- _Exercise_
Give the data below again, word for word.

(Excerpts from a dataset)
___

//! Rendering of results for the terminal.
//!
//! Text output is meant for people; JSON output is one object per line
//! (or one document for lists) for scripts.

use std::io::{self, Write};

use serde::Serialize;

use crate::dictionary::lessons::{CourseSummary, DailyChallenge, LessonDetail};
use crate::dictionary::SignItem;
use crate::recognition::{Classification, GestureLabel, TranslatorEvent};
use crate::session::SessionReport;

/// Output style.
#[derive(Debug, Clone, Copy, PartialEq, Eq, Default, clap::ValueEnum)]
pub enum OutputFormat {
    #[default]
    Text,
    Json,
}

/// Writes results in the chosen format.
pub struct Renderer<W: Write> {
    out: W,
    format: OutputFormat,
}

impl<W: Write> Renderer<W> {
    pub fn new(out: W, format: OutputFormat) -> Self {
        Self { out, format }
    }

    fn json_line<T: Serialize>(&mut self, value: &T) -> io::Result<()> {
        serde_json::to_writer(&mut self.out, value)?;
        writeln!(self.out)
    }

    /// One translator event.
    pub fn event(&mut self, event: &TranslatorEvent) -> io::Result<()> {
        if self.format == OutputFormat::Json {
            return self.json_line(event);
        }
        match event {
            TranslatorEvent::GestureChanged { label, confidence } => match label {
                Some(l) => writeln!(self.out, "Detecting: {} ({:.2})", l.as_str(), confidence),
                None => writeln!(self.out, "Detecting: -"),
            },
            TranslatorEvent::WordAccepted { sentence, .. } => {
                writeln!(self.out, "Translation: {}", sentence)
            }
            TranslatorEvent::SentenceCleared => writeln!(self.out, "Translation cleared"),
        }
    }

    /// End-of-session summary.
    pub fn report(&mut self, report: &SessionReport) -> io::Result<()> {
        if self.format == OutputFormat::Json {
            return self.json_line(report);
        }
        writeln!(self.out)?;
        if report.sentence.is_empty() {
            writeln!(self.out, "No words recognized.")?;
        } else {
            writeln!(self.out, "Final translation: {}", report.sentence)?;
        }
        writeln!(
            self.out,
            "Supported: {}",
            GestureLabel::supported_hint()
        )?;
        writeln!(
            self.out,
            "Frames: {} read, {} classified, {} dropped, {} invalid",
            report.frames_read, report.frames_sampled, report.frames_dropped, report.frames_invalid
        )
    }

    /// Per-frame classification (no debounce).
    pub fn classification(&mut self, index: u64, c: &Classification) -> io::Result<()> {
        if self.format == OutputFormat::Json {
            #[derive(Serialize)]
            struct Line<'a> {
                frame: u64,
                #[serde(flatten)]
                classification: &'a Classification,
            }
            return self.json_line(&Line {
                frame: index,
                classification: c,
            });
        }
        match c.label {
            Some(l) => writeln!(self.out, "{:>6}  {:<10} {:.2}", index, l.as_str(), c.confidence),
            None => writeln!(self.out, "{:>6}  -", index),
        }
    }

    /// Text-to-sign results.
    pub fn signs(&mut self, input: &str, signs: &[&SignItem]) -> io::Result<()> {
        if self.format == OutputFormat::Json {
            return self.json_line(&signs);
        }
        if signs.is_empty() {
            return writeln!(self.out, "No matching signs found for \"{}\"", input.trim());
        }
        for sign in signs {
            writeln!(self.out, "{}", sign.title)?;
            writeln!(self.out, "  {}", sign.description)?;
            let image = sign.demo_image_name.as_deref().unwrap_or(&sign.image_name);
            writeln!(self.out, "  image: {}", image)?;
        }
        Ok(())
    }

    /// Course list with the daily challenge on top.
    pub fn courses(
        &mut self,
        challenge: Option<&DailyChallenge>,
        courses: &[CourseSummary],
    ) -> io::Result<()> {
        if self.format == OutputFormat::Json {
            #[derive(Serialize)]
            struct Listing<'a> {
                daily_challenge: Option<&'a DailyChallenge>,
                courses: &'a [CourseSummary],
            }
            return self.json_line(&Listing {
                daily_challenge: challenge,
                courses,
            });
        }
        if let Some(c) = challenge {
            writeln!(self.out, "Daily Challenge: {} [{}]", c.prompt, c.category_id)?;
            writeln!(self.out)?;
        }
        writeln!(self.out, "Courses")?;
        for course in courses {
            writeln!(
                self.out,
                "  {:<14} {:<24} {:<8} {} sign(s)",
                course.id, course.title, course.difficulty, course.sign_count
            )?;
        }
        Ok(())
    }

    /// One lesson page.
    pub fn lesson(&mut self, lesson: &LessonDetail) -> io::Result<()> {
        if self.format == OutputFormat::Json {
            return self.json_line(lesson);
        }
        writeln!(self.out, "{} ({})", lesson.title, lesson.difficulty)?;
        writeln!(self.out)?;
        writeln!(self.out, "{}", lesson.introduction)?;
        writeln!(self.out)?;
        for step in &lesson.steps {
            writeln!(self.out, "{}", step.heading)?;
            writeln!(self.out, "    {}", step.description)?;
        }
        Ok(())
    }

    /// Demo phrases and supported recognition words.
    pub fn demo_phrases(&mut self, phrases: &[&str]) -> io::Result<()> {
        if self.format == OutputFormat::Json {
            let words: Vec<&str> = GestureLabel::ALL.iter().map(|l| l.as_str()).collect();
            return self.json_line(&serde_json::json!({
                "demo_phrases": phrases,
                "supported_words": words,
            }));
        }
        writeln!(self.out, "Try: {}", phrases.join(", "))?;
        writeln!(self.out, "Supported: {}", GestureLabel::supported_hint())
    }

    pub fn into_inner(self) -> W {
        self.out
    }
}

___

- _Output for this exercise_
//! Rendering of results for the terminal.
//!
//! Text output is meant for people; JSON output is one object per line
//! (or one document for lists) for scripts.

use std::io::{self, Write};

use serde::Serialize;

use crate::dictionary::lessons::{CourseSummary, DailyChallenge, LessonDetail};
use crate::dictionary::SignItem;
use crate::recognition::{Classification, GestureLabel, TranslatorEvent};
use crate::session::SessionReport;

/// Output style.
#[derive(Debug, Clone, Copy, PartialEq, Eq, Default, clap::ValueEnum)]
pub enum OutputFormat {
    #[default]
    Text,
    Json,
}

/// Writes results in the chosen format.
pub struct Renderer<W: Write> {
    out: W,
    format: OutputFormat,
}

impl<W: Write> Renderer<W> {
    pub fn new(out: W, format: OutputFormat) -> Self {
        Self { out, format }
    }

    fn json_line<T: Serialize>(&mut self, value: &T) -> io::Result<()> {
        serde_json::to_writer(&mut self.out, value)?;
        writeln!(self.out)
    }

    /// One translator event.
    pub fn event(&mut self, event: &TranslatorEvent) -> io::Result<()> {
        if self.format == OutputFormat::Json {
            return self.json_line(event);
        }
        match event {
            TranslatorEvent::GestureChanged { label, confidence } => match label {
                Some(l) => writeln!(self.out, "Detecting: {} ({:.2})", l.as_str(), confidence),
                None => writeln!(self.out, "Detecting: -"),
            },
            TranslatorEvent::WordAccepted { sentence, .. } => {
                writeln!(self.out, "Translation: {}", sentence)
            }
            TranslatorEvent::SentenceCleared => writeln!(self.out, "Translation cleared"),
        }
    }

    /// End-of-session summary.
    pub fn report(&mut self, report: &SessionReport) -> io::Result<()> {
        if self.format == OutputFormat::Json {
            return self.json_line(report);
        }
        writeln!(self.out)?;
        if report.sentence.is_empty() {
            writeln!(self.out, "No words recognized.")?;
        } else {
            writeln!(self.out, "Final translation: {}", report.sentence)?;
        }
        writeln!(
            self.out,
            "Supported: {}",
            GestureLabel::supported_hint()
        )?;
        writeln!(
            self.out,
            "Frames: {} read, {} classified, {} dropped, {} invalid",
            report.frames_read, report.frames_sampled, report.frames_dropped, report.frames_invalid
        )
    }

    /// Per-frame classification (no debounce).
    pub fn classification(&mut self, index: u64, c: &Classification) -> io::Result<()> {
        if self.format == OutputFormat::Json {
            #[derive(Serialize)]
            struct Line<'a> {
                frame: u64,
                #[serde(flatten)]
                classification: &'a Classification,
            }
            return self.json_line(&Line {
                frame: index,
                classification: c,
            });
        }
        match c.label {
            Some(l) => writeln!(self.out, "{:>6}  {:<10} {:.2}", index, l.as_str(), c.confidence),
            None => writeln!(self.out, "{:>6}  -", index),
        }
    }

    /// Text-to-sign results.
    pub fn signs(&mut self, input: &str, signs: &[&SignItem]) -> io::Result<()> {
        if self.format == OutputFormat::Json {
            return self.json_line(&signs);
        }
        if signs.is_empty() {
            return writeln!(self.out, "No matching signs found for \"{}\"", input.trim());
        }
        for sign in signs {
            writeln!(self.out, "{}", sign.title)?;
            writeln!(self.out, "  {}", sign.description)?;
            let image = sign.demo_image_name.as_deref().unwrap_or(&sign.image_name);
            writeln!(self.out, "  image: {}", image)?;
        }
        Ok(())
    }

    /// Course list with the daily challenge on top.
    pub fn courses(
        &mut self,
        challenge: Option<&DailyChallenge>,
        courses: &[CourseSummary],
    ) -> io::Result<()> {
        if self.format == OutputFormat::Json {
            #[derive(Serialize)]
            struct Listing<'a> {
                daily_challenge: Option<&'a DailyChallenge>,
                courses: &'a [CourseSummary],
            }
            return self.json_line(&Listing {
                daily_challenge: challenge,
                courses,
            });
        }
        if let Some(c) = challenge {
            writeln!(self.out, "Daily Challenge: {} [{}]", c.prompt, c.category_id)?;
            writeln!(self.out)?;
        }
        writeln!(self.out, "Courses")?;
        for course in courses {
            writeln!(
                self.out,
                "  {:<14} {:<24} {:<8} {} sign(s)",
                course.id, course.title, course.difficulty, course.sign_count
            )?;
        }
        Ok(())
    }

    /// One lesson page.
    pub fn lesson(&mut self, lesson: &LessonDetail) -> io::Result<()> {
        if self.format == OutputFormat::Json {
            return self.json_line(lesson);
        }
        writeln!(self.out, "{} ({})", lesson.title, lesson.difficulty)?;
        writeln!(self.out)?;
        writeln!(self.out, "{}", lesson.introduction)?;
        writeln!(self.out)?;
        for step in &lesson.steps {
            writeln!(self.out, "{}", step.heading)?;
            writeln!(self.out, "    {}", step.description)?;
        }
        Ok(())
    }

    /// Demo phrases and supported recognition words.
    pub fn demo_phrases(&mut self, phrases: &[&str]) -> io::Result<()> {
        if self.format == OutputFormat::Json {
            let words: Vec<&str> = GestureLabel::ALL.iter().map(|l| l.as_str()).collect();
            return self.json_line(&serde_json::json!({
                "demo_phrases": phrases,
                "supported_words": words,
            }));
        }
        writeln!(self.out, "Try: {}", phrases.join(", "))?;
        writeln!(self.out, "Supported: {}", GestureLabel::supported_hint())
    }

    pub fn into_inner(self) -> W {
        self.out
    }
}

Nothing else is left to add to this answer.